## Task directions
Copy out, exactly, the first line of the entries below and every line after it through the one containing "use serde::Serialize;".

Source data:
▽

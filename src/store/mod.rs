//! Declarative state store.
//!
//! Reconcilers talk to the state store through [`ResourceStore`], one typed
//! handle per kind. [`KubeStore`] is backed by the Kubernetes API server;
//! [`MemoryStore`] keeps objects in process and emulates the API server
//! semantics the controllers depend on (optimistic concurrency, finalizers,
//! status subresource, watch).

mod kubernetes;
mod memory;

use std::fmt;
use std::sync::Arc;

use async_trait::async_trait;
use futures::stream::BoxStream;
use k8s_openapi::api::core::v1::{ConfigMap, Pod, Secret};
use k8s_openapi::NamespaceResourceScope;
use kube::{Client, Resource};
use serde::de::DeserializeOwned;
use serde::Serialize;

use crate::api::{
    DataMigration, Database, DatabaseExtension, Function, Migration, Table, View,
};

pub use kubernetes::KubeStore;
pub use memory::{MemoryCluster, MemoryStore};

/// Namespaced object identity.
#[derive(Debug, Clone, PartialEq, Eq, Hash, PartialOrd, Ord)]
pub struct ObjectKey {
    pub namespace: String,
    pub name: String,
}

impl ObjectKey {
    pub fn new(namespace: impl Into<String>, name: impl Into<String>) -> Self {
        Self {
            namespace: namespace.into(),
            name: name.into(),
        }
    }

    /// Key of a stored object. Objects without a namespace map to `default`.
    pub fn of<K: Resource>(obj: &K) -> Self {
        Self {
            namespace: obj.meta().namespace.clone().unwrap_or_else(|| "default".to_string()),
            name: obj.meta().name.clone().unwrap_or_default(),
        }
    }
}

impl fmt::Display for ObjectKey {
    fn fmt(&self, f: &mut fmt::Formatter<'_>) -> fmt::Result {
        write!(f, "{}/{}", self.namespace, self.name)
    }
}

#[derive(Debug, thiserror::Error)]
pub enum StoreError {
    #[error("{kind} {key} not found")]
    NotFound { kind: String, key: ObjectKey },

    #[error("{kind} {key} already exists")]
    AlreadyExists { kind: String, key: ObjectKey },

    #[error("{kind} {key} was modified, re-read and retry")]
    Conflict { kind: String, key: ObjectKey },

    #[error("{0} object has no name")]
    MissingName(String),

    #[error("Kubernetes API error: {0}")]
    Kube(#[from] kube::Error),

    #[error("Serialization error: {0}")]
    Serialization(#[from] serde_json::Error),
}

impl StoreError {
    pub fn is_not_found(&self) -> bool {
        matches!(self, StoreError::NotFound { .. })
    }

    pub fn is_already_exists(&self) -> bool {
        matches!(self, StoreError::AlreadyExists { .. })
    }
}

pub type Result<T> = std::result::Result<T, StoreError>;

/// Bounds shared by every kind held in a store.
pub trait StoreObject:
    Resource<DynamicType = (), Scope = NamespaceResourceScope>
    + Clone
    + fmt::Debug
    + Serialize
    + DeserializeOwned
    + Send
    + Sync
    + 'static
{
}

impl<K> StoreObject for K where
    K: Resource<DynamicType = (), Scope = NamespaceResourceScope>
        + Clone
        + fmt::Debug
        + Serialize
        + DeserializeOwned
        + Send
        + Sync
        + 'static
{
}

/// Typed access to one kind.
///
/// `replace` writes metadata and spec and leaves status untouched;
/// `replace_status` writes only status. A `resourceVersion` on the written
/// object makes the write conditional.
#[async_trait]
pub trait ResourceStore<K: StoreObject>: Send + Sync {
    async fn get(&self, namespace: &str, name: &str) -> Result<Option<K>>;

    /// All objects, or those in one namespace.
    async fn list(&self, namespace: Option<&str>) -> Result<Vec<K>>;

    async fn create(&self, obj: &K) -> Result<K>;

    async fn replace(&self, obj: &K) -> Result<K>;

    async fn replace_status(&self, obj: &K) -> Result<K>;

    /// Request deletion. Objects holding finalizers are only marked.
    /// Deleting an absent object succeeds.
    async fn delete(&self, namespace: &str, name: &str) -> Result<()>;

    /// Every object as it is created, changed, or marked for deletion.
    fn watch(&self) -> BoxStream<'static, K>;
}

/// Typed stores for every kind the controllers touch.
#[derive(Clone)]
pub struct Cluster {
    pub databases: Arc<dyn ResourceStore<Database>>,
    pub tables: Arc<dyn ResourceStore<Table>>,
    pub views: Arc<dyn ResourceStore<View>>,
    pub functions: Arc<dyn ResourceStore<Function>>,
    pub extensions: Arc<dyn ResourceStore<DatabaseExtension>>,
    pub data_migrations: Arc<dyn ResourceStore<DataMigration>>,
    pub migrations: Arc<dyn ResourceStore<Migration>>,
    pub config_maps: Arc<dyn ResourceStore<ConfigMap>>,
    pub pods: Arc<dyn ResourceStore<Pod>>,
    pub secrets: Arc<dyn ResourceStore<Secret>>,
}

impl Cluster {
    /// Stores backed by the API server. `namespace` scopes watches.
    pub fn kube(client: Client, namespace: Option<&str>) -> Self {
        let ns = namespace.map(str::to_string);
        Self {
            databases: Arc::new(KubeStore::new(client.clone(), ns.clone())),
            tables: Arc::new(KubeStore::new(client.clone(), ns.clone())),
            views: Arc::new(KubeStore::new(client.clone(), ns.clone())),
            functions: Arc::new(KubeStore::new(client.clone(), ns.clone())),
            extensions: Arc::new(KubeStore::new(client.clone(), ns.clone())),
            data_migrations: Arc::new(KubeStore::new(client.clone(), ns.clone())),
            migrations: Arc::new(KubeStore::new(client.clone(), ns.clone())),
            config_maps: Arc::new(KubeStore::new(client.clone(), ns.clone())),
            pods: Arc::new(
                KubeStore::new(client.clone(), ns.clone()).with_label_selector("schemahero-role=apply"),
            ),
            secrets: Arc::new(KubeStore::new(client, ns)),
        }
    }
}

/// Add `finalizer` unless present. Returns whether a write happened.
pub async fn ensure_finalizer<K: StoreObject>(
    store: &dyn ResourceStore<K>,
    obj: &K,
    finalizer: &str,
) -> Result<bool> {
    if has_finalizer(obj, finalizer) {
        return Ok(false);
    }
    let mut updated = obj.clone();
    updated
        .meta_mut()
        .finalizers
        .get_or_insert_with(Vec::new)
        .push(finalizer.to_string());
    store.replace(&updated).await?;
    Ok(true)
}

/// Drop `finalizer` if present. Returns whether a write happened.
pub async fn remove_finalizer<K: StoreObject>(
    store: &dyn ResourceStore<K>,
    obj: &K,
    finalizer: &str,
) -> Result<bool> {
    if !has_finalizer(obj, finalizer) {
        return Ok(false);
    }
    let mut updated = obj.clone();
    if let Some(finalizers) = updated.meta_mut().finalizers.as_mut() {
        finalizers.retain(|f| f != finalizer);
    }
    store.replace(&updated).await?;
    Ok(true)
}

pub fn has_finalizer<K: Resource>(obj: &K, finalizer: &str) -> bool {
    obj.meta()
        .finalizers
        .as_ref()
        .is_some_and(|f| f.iter().any(|x| x == finalizer))
}

pub fn is_deleting<K: Resource>(obj: &K) -> bool {
    obj.meta().deletion_timestamp.is_some()
}

#[cfg(test)]
mod tests;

△

## Finished task
filename src/store/mod.rs
//! Declarative state store.
//!
//! Reconcilers talk to the state store through [`ResourceStore`], one typed
//! handle per kind. [`KubeStore`] is backed by the Kubernetes API server;
//! [`MemoryStore`] keeps objects in process and emulates the API server
//! semantics the controllers depend on (optimistic concurrency, finalizers,
//! status subresource, watch).

mod kubernetes;
mod memory;

use std::fmt;
use std::sync::Arc;

use async_trait::async_trait;
use futures::stream::BoxStream;
use k8s_openapi::api::core::v1::{ConfigMap, Pod, Secret};
use k8s_openapi::NamespaceResourceScope;
use kube::{Client, Resource};
use serde::de::DeserializeOwned;
use serde::Serialize;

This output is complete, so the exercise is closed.